Exercise description: Below is a listing. Copy each line of it that holds the word "PartialEq".

Extracted data:
//! End-to-end tests against a live PostgreSQL.
//!
//! Set `DATABASE_URL` to run them; without it each test returns early.

use agrimet_dashboard::{routes, schema, AggregationReport, Config, MinuteRow, Reading};
use anyhow::Result;
use chrono::{DateTime, Duration, FixedOffset, TimeZone, Utc};
use reqwest::{Client, StatusCode};
use serde::Deserialize;
use serde_json::json;
use sqlx::postgres::PgPoolOptions;

#[derive(Debug, Deserialize)]
struct IngestResponse {
    inserted: u64,
}

#[derive(Debug, Deserialize)]
struct DashboardResponse {
    equipment: String,
    #[serde(flatten)]
    report: AggregationReport,
}

/// Serve the router over a real pool; `None` when no database is configured.
async fn spawn_app(raw_row_limit: u32) -> Result<Option<String>> {
    // ---
    let Ok(db_url) = std::env::var("DATABASE_URL") else {
        eprintln!("DATABASE_URL not set, skipping database test");
        return Ok(None);
    };

    let pool = PgPoolOptions::new().max_connections(2).connect(&db_url).await?;
    schema::create_schema(&pool).await?;

    let config = Config {
        db_url,
        db_pool_max: 2,
        http_port: 0,
        station_offset: FixedOffset::east_opt(0).unwrap(),
        raw_row_limit,
        cors_allow_origin: "*".to_string(),
    };

    let listener = tokio::net::TcpListener::bind("127.0.0.1:0").await?;
    let addr = listener.local_addr()?;
    let app = routes::router(pool, config);
    tokio::spawn(async move {
        let _ = axum::serve(listener, app).await;
    });

    Ok(Some(format!("http://{}", addr)))
}

/// Equipment id no other test run has written to.
fn fresh_equipment(prefix: &str) -> String {
    let nanos = Utc::now().timestamp_nanos_opt().unwrap_or_default();
    format!("{}-{}", prefix, nanos)
}

async fn ingest(client: &Client, base: &str, body: serde_json::Value) -> Result<u64> {
    // ---
    let response = client.post(format!("{}/api/readings", base)).json(&body).send().await?;
    assert_eq!(response.status(), StatusCode::CREATED);
    let body: IngestResponse = response.json().await?;
    Ok(body.inserted)
}

#[tokio::test]
async fn ingested_readings_come_back_raw_and_per_minute() -> Result<()> {
    // ---
    let Some(base) = spawn_app(100).await? else {
        return Ok(());
    };
    let client = Client::new();
    let equipment = fresh_equipment("minute");

    let inserted = ingest(
        &client,
        &base,
        json!({
            "equipment": equipment,
            "readings": [
                {
                    "timestamp": "2025-03-01T10:00:00Z",
                    "temperature": 20,
                    "humidity": 50,
                    "rainfall": 0.25
                },
                {
                    "timestamp": "2025-03-01T10:00:30Z",
                    "temperature": 22,
                    "humidity": 60,
                    "rainfall": null
                },
                { "timestamp": "2025-03-01T10:01:00Z", "temperature": 18, "rainfall": 0.5 }
            ]
        }),
    )
    .await?;
    assert_eq!(inserted, 3);

    // Both bounds are inclusive
    let raw: Vec<Reading> = client
        .get(format!(
            "{}/api/readings?equipment={}&from=2025-03-01T10:00:00Z&to=2025-03-01T10:01:00Z",
            base, equipment
        ))
        .send()
        .await?
        .json()
        .await?;
    assert_eq!(raw.len(), 3);
    assert_eq!(raw[0].timestamp, Utc.with_ymd_and_hms(2025, 3, 1, 10, 0, 0).unwrap());
    assert_eq!(raw[0].temperature, Some(20.0));
    assert_eq!(raw[1].rainfall, None);
    assert_eq!(raw[2].humidity, None);

    let partial: Vec<Reading> = client
        .get(format!(
            "{}/api/readings?equipment={}&from=2025-03-01T10:00:00Z&to=2025-03-01T10:00:30Z",
            base, equipment
        ))
        .send()
        .await?
        .json()
        .await?;
    assert_eq!(partial.len(), 2);

    let minutes: Vec<MinuteRow> = client
        .get(format!(
            "{}/api/readings?equipment={}&from=2025-03-01T10:00:00Z&to=2025-03-01T10:01:00Z\
             &aggregate=minute",
            base, equipment
        ))
        .send()
        .await?
        .json()
        .await?;
    assert_eq!(minutes.len(), 2);
    assert_eq!(minutes[0].minute, Utc.with_ymd_and_hms(2025, 3, 1, 10, 0, 0).unwrap());
    assert_eq!(minutes[0].temperature, Some(21.0));
    assert_eq!(minutes[0].humidity, Some(55.0));
    assert_eq!(minutes[0].rainfall, Some(0.25));
    assert_eq!(minutes[1].temperature, Some(18.0));
    assert_eq!(minutes[1].humidity, None);
    assert_eq!(minutes[1].rainfall, Some(0.5));

    let equipment_ids: Vec<String> = client
        .get(format!("{}/api/equipment", base))
        .send()
        .await?
        .json()
        .await?;
    assert!(equipment_ids.contains(&equipment));

    Ok(())
}

#[tokio::test]
async fn raw_query_is_capped_by_row_limit() -> Result<()> {
    // ---
    let Some(base) = spawn_app(5).await? else {
        return Ok(());
    };
    let client = Client::new();
    let equipment = fresh_equipment("capped");

    let start = Utc.with_ymd_and_hms(2025, 3, 1, 0, 0, 0).unwrap();
    let readings: Vec<_> = (0..10)
        .map(|i| json!({ "timestamp": start + Duration::minutes(i), "rainfall": 1.0 }))
        .collect();
    ingest(&client, &base, json!({ "equipment": equipment, "readings": readings })).await?;

    let raw: Vec<Reading> = client
        .get(format!(
            "{}/api/readings?equipment={}&from=2025-03-01T00:00:00Z&to=2025-03-02T00:00:00Z",
            base, equipment
        ))
        .send()
        .await?
        .json()
        .await?;
    assert_eq!(raw.len(), 5);

    Ok(())
}

#[tokio::test]
async fn dashboard_summarizes_whole_window_beyond_row_limit() -> Result<()> {
    // ---
    let Some(base) = spawn_app(100).await? else {
        return Ok(());
    };
    let client = Client::new();
    let equipment = fresh_equipment("dashboard");

    // Three days every ten minutes, 1mm each: far more rows than the raw cap
    let start: DateTime<Utc> = Utc.with_ymd_and_hms(2025, 3, 1, 0, 0, 0).unwrap();
    let readings: Vec<_> = (0..432)
        .map(|i| {
            json!({
                "timestamp": start + Duration::minutes(10 * i),
                "temperature": 25,
                "humidity": 50,
                "rainfall": 1.0
            })
        })
        .collect();
    let inserted =
        ingest(&client, &base, json!({ "equipment": equipment, "readings": readings })).await?;
    assert_eq!(inserted, 432);

    let dashboard: DashboardResponse = client
        .get(format!(
            "{}/api/dashboard?equipment={}&from=2025-03-01T00:00:00Z&to=2025-03-04T00:00:00Z",
            base, equipment
        ))
        .send()
        .await?
        .json()
        .await?;

    assert_eq!(dashboard.equipment, equipment);
    let report = dashboard.report;
    assert_eq!(report.total_rainfall, 432.0);
    assert_eq!(report.points.len(), 24);
    for point in &report.points {
        // 3 days x 6 readings per hour
        assert_eq!(point.total_rainfall, 18.0);
        assert_eq!(point.mean_temperature, 25.0);
        assert_eq!(point.delta_t, Some(7.0));
    }
    assert_eq!(report.points[23].hour_label, "23:00");

    Ok(())
}
use crate::engine::LayerSelector;

/// Options for [`DatasetAdapter::read`](crate::DatasetAdapter::read).
///
/// ```
/// use ogrio::ReadOptions;
///
/// let options = ReadOptions::default()
///     .layer("countries")
///     .columns(["ISO_A3", "POP_EST"])
///     .where_clause("POP_EST > 1000000")
///     .force_2d(true);
/// assert!(options.read_geometry);
/// ```
#[derive(Clone, Debug, PartialEq)]
pub struct ReadOptions {
    /// The layer to read. Defaults to the first layer.
    pub layer: LayerSelector,
    /// Attribute fields to return, `None` for all. Output keeps source order.
    pub columns: Option<Vec<String>>,
    /// Append a geometry column. Defaults to `true`.
    pub read_geometry: bool,
    /// Strip Z from every geometry.
    pub force_2d: bool,
    /// Attribute filter in OGR SQL. Empty means no filter.
    pub where_clause: Option<String>,
    /// Upper bound on the number of rows, applied after filtering.
    pub max_features: Option<usize>,
}

impl Default for ReadOptions {
    fn default() -> Self {
        ReadOptions {
            layer: LayerSelector::default(),
            columns: None,
            read_geometry: true,
            force_2d: false,
            where_clause: None,
            max_features: None,
        }
    }
}

impl ReadOptions {
    pub fn layer(mut self, layer: impl Into<LayerSelector>) -> Self {
        self.layer = layer.into();
        self
    }

    pub fn columns<I, S>(mut self, columns: I) -> Self
    where
        I: IntoIterator<Item = S>,
        S: Into<String>,
    {
        self.columns = Some(columns.into_iter().map(Into::into).collect());
        self
    }

    pub fn read_geometry(mut self, read_geometry: bool) -> Self {
        self.read_geometry = read_geometry;
        self
    }

    pub fn force_2d(mut self, force_2d: bool) -> Self {
        self.force_2d = force_2d;
        self
    }

    pub fn where_clause(mut self, where_clause: impl Into<String>) -> Self {
        self.where_clause = Some(where_clause.into());
        self
    }

    pub fn max_features(mut self, max_features: usize) -> Self {
        self.max_features = Some(max_features);
        self
    }
}

/// Options for [`DatasetAdapter::write`](crate::DatasetAdapter::write).
#[derive(Clone, Debug, Default, PartialEq)]
pub struct WriteOptions {
    /// Short name of the output driver, e.g. `"GPKG"`.
    pub driver: String,
    /// Layer name. Defaults to the file stem of the destination.
    pub layer: Option<String>,
    /// Driver-specific dataset creation options, as `(KEY, VALUE)` pairs.
    pub dataset_options: Vec<(String, String)>,
    /// Driver-specific layer creation options, as `(KEY, VALUE)` pairs.
    pub layer_options: Vec<(String, String)>,
}

impl WriteOptions {
    pub fn new(driver: impl Into<String>) -> Self {
        WriteOptions {
            driver: driver.into(),
            ..Default::default()
        }
    }

    pub fn layer(mut self, layer: impl Into<String>) -> Self {
        self.layer = Some(layer.into());
        self
    }

    pub fn dataset_option(mut self, key: impl Into<String>, value: impl Into<String>) -> Self {
        self.dataset_options.push((key.into(), value.into()));
        self
    }

    pub fn layer_option(mut self, key: impl Into<String>, value: impl Into<String>) -> Self {
        self.layer_options.push((key.into(), value.into()));
        self
    }
}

Solution to this problem:
#[derive(Clone, Debug, PartialEq)]
#[derive(Clone, Debug, Default, PartialEq)]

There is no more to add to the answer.